> WORK ORDER
Copy out the entries that follow, unchanged.

(Collected data)
--------------------------------------------------
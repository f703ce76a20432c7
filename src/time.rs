use std::sync::Mutex;
use std::time::{Duration, Instant};

/// Abstraction to allow testing/time injection.
pub trait Clock: Send + Sync {
    fn now(&self) -> Instant;
}

/// Reads tokio's clock, so paused test runtimes control lease expiry.
#[derive(Debug, Clone, Copy, Default)]
pub struct TokioClock;

impl Clock for TokioClock {
    fn now(&self) -> Instant {
        tokio::time::Instant::now().into_std()
    }
}

/// A clock that only moves when told to.
#[derive(Debug)]
pub struct ManualClock {
    now: Mutex<Instant>,
}

impl ManualClock {
    pub fn new() -> Self {
        Self {
            now: Mutex::new(Instant::now()),
        }
    }

    pub fn advance(&self, by: Duration) {
        let mut now = self.now.lock().unwrap_or_else(|e| e.into_inner());
        *now += by;
    }
}

impl Default for ManualClock {
    fn default() -> Self {
        Self::new()
    }
}

impl Clock for ManualClock {
    fn now(&self) -> Instant {
        *self.now.lock().unwrap_or_else(|e| e.into_inner())
    }
}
--------------------------------------------------
> TASK RESULT
repository f703ce76a20432c7
filename src/time.rs
use std::sync::Mutex;
use std::time::{Duration, Instant};

/// Abstraction to allow testing/time injection.
pub trait Clock: Send + Sync {
    fn now(&self) -> Instant;
}

/// Reads tokio's clock, so paused test runtimes control lease expiry.
#[derive(Debug, Clone, Copy, Default)]
pub struct TokioClock;

impl Clock for TokioClock {
    fn now(&self) -> Instant {
        tokio::time::Instant::now().into_std()
    }
}

/// A clock that only moves when told to.
#[derive(Debug)]
pub struct ManualClock {
    now: Mutex<Instant>,
}

impl ManualClock {
    pub fn new() -> Self {
        Self {
            now: Mutex::new(Instant::now()),
        }
    }

    pub fn advance(&self, by: Duration) {
        let mut now = self.now.lock().unwrap_or_else(|e| e.into_inner());
        *now += by;
    }
}

impl Default for ManualClock {
    fn default() -> Self {
        Self::new()
    }
}

impl Clock for ManualClock {
    fn now(&self) -> Instant {
        *self.now.lock().unwrap_or_else(|e| e.into_inner())
    }
}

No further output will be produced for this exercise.